Quick-and-dirty way to ensure only one instance of

2018-12-31 09:51发布

What's a quick-and-dirty way to make sure that only one instance of a shell script is running at a given time?

30条回答
梦醉为红颜
2楼-- · 2018-12-31 10:39

To make locking reliable you need an atomic operation. Many of the above proposals are not atomic. The proposed lockfile(1) utility looks promising as the man-page mentioned, that its "NFS-resistant". If your OS does not support lockfile(1) and your solution has to work on NFS, you have not many options....

NFSv2 has two atomic operations:

  • symlink
  • rename

With NFSv3 the create call is also atomic.

Directory operations are NOT atomic under NFSv2 and NFSv3 (please refer to the book 'NFS Illustrated' by Brent Callaghan, ISBN 0-201-32570-5; Brent is a NFS-veteran at Sun).

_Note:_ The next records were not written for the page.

//! Numeric comparison macros.
use crate::value::Value;

/// Tolerance used by the assertion macros when none is given.
pub const DEFAULT_TOLERANCE: f64 = 1e-12;

/// Returns true if `a` and `b` agree within `tol`, relative to `max(1, |a|, |b|)`.
///
/// Used by the assertion macros so the numeric type is inferred from the arguments.
#[must_use]
pub fn check_close<T: Value>(a: T, b: T, tol: T) -> bool {
    a.is_close(b, tol)
}

/// Casts the default tolerance into the numeric type of `_like`.
#[must_use]
pub fn default_tolerance<T: Value>(_like: T) -> T {
    T::try_cast(DEFAULT_TOLERANCE).unwrap_or_else(|_| T::epsilon())
}

/// Asserts that two floating-point values are approximately equal.
///
/// This is useful for comparing computed values where exact equality is not expected due to rounding errors.
/// - The tolerance is relative to the magnitude of the values, and never stricter than absolute.
/// - Defaults to `1e-12`; pass `tol = <value>` to override it.
/// - `assert_eq!` equivalent for floats.
///
/// # Parameters
/// - `$a`: First value.
/// - `$b`: Second value.
/// - `tol`: *(optional)* Tolerance.
/// - `$msg`: *(optional)* Custom failure message, with `format!` arguments.
///
/// # Panics
/// Panics if `|a - b| > tol * max(1, |a|, |b|)`.
///
/// # Examples
/// ```
/// # use fdbasis::assert_close;
/// assert_close!(1.0 + 1e-16, 1.0, "Nearly equal");
/// assert_close!(100.0, 100.001, tol = 1e-4);
/// ```
#[macro_export]
macro_rules! assert_close {
    ($a:expr, $b:expr, tol = $tol:expr $(, $msg:literal $(, $args:expr)*)?) => { #[allow(clippy::float_cmp)] {
        #[allow(unused_mut, unused_assignments)] let mut msg = "Values not close".to_string();
        $( msg = format!($msg $(, $args)*); )?

        let (a, b) = ($a, $b);
        let tol = $tol;
        assert!(
            $crate::test::assertions::check_close(a, b, tol),
            "{msg}: {a:?} != {b:?} (tol {tol:?})"
        );
    }};

    ($a:expr, $b:expr $(, $msg:literal $(, $args:expr)*)?) => {{
        let a = $a;
        let tol = $crate::test::assertions::default_tolerance(a);
        $crate::assert_close!(a, $b, tol = tol $(, $msg $(, $args)*)?);
    }};
}

/// Asserts that two sequences of floating-point values are approximately equal element-wise.
///
/// - Works with anything exposing `len()` and `iter()`: slices, arrays, vectors, matrix views.
/// - Element-wise [`crate::assert_close`].
///
/// # Parameters
/// - `$src`: Source sequence.
/// - `$dst`: Destination sequence (same length as `$src`).
/// - `tol`: *(optional)* Tolerance.
/// - `$msg`: *(optional)* Custom failure message. Defaults to `"{len} elements"`.
///
/// # Panics
/// - If the lengths differ.
/// - If any pair of elements is not close.
///
/// # Examples
/// ```
/// # use fdbasis::assert_all_close;
/// let a = vec![1.0, 2.0, 3.0];
/// let b = vec![1.0 + 1e-16, 2.0, 3.0];
///
/// assert_all_close!(a, b); // OK
/// assert_all_close!(a, b, tol = 1e-6, "Vectors must match"); // Custom message
/// ```
#[macro_export]
macro_rules! assert_all_close {
    ($src:expr, $dst:expr, tol = $tol:expr $(, $msg:literal $(, $args:expr)*)?) => {{
        let (src, dst) = (&$src, &$dst);

        #[allow(unused_assignments, unused_mut)]
        let mut msg = format!("{} elements", src.len());
        $( msg = format!($msg $(, $args)*); )?

        assert_eq!(src.len(), dst.len(), "{msg} - length mismatch");
        for (i, (s, d)) in src.iter().zip(dst.iter()).enumerate() {
            $crate::assert_close!(*s, *d, tol = $tol, "{} - src[{}]", msg, i);
        }
    }};

    ($src:expr, $dst:expr $(, $msg:literal $(, $args:expr)*)?) => {
        $crate::assert_all_close!($src, $dst, tol = $crate::test::assertions::DEFAULT_TOLERANCE $(, $msg $(, $args)*)?)
    };
}

/// Asserts that two matrices have the same shape and are approximately equal element-wise.
///
/// On failure, both matrices are printed.
///
/// # Parameters
/// - `$a`, `$b`: The matrices.
/// - `tol`: *(optional)* Tolerance. Defaults to `1e-12`.
///
/// # Panics
/// Panics if the shapes differ or any pair of elements is not close.
///
/// # Examples
/// ```
/// # use fdbasis::{assert_matrix_close, nalgebra::DMatrix};
/// let a = DMatrix::from_row_slice(2, 2, &[1.0, 2.0, 3.0, 4.0]);
/// assert_matrix_close!(a, a.clone() * (1.0 + 1e-15));
/// ```
#[macro_export]
macro_rules! assert_matrix_close {
    ($a:expr, $b:expr, tol = $tol:expr) => {{
        let (a, b) = (&$a, &$b);
        assert_eq!(a.shape(), b.shape(), "Matrix shapes differ");

        for i in 0..a.nrows() {
            for j in 0..a.ncols() {
                assert!(
                    $crate::test::assertions::check_close(a[(i, j)], b[(i, j)], $tol),
                    "[{i}, {j}]: {:?} != {:?}\nleft:{a}\nright:{b}",
                    a[(i, j)],
                    b[(i, j)]
                );
            }
        }
    }};

    ($a:expr, $b:expr) => {
        $crate::assert_matrix_close!($a, $b, tol = $crate::test::assertions::DEFAULT_TOLERANCE)
    };
}

#[cfg(test)]
mod tests {
    use nalgebra::DMatrix;

    #[test]
    fn test_assert_close_macro() {
        assert_close!(1.0 + 1e-16, 1.0, "Values should be close");
        assert_close!(1e9 + 1e-4, 1e9);
        assert_close!(1.0, 1.05, tol = 0.1);
        assert_close!(1.0, 1.05, tol = 0.1, "with {} args", 1);
    }

    #[test]
    #[should_panic(expected = "Values not close")]
    fn test_assert_close_fails() {
        assert_close!(1.0, 1.1);
    }

    #[test]
    fn test_assert_all_close_macro() {
        let a = [1.0, 2.0, 3.0];
        let b = [1.0 + 1e-16, 2.0, 3.0];
        assert_all_close!(a, b, "Vectors must match");
        assert_all_close!(a, [1.1, 2.0, 3.0], tol = 0.2);
    }

    #[test]
    #[should_panic(expected = "length mismatch")]
    fn test_assert_all_close_length() {
        assert_all_close!([1.0, 2.0], [1.0]);
    }

    #[test]
    fn test_assert_matrix_close_macro() {
        let a = DMatrix::from_row_slice(2, 2, &[1.0, 2.0, 3.0, 4.0]);
        assert_matrix_close!(a, a.clone());
        assert_matrix_close!(a, a.clone().add_scalar(1e-3), tol = 1e-2);
    }

    #[test]
    #[should_panic(expected = "shapes differ")]
    fn test_assert_matrix_close_shape() {
        assert_matrix_close!(DMatrix::<f64>::zeros(2, 2), DMatrix::<f64>::zeros(2, 3));
    }
}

Knowing this, you can implement spin-locks for files and directories (in shell, not PHP):

lock current dir:

while ! ln -s . lock; do :; done

lock a file:

while ! ln -s ${f} ${f}.lock; do :; done

unlock current dir (assumption, the running process really acquired the lock):

mv lock deleteme && rm deleteme

unlock a file (assumption, the running process really acquired the lock):

mv ${f}.lock ${f}.deleteme && rm ${f}.deleteme

Remove is also not atomic, therefore first the rename (which is atomic) and then the remove.

For the symlink and rename calls, both filenames have to reside on the same filesystem. My proposal: use only simple filenames (no paths) and put file and lock into the same directory.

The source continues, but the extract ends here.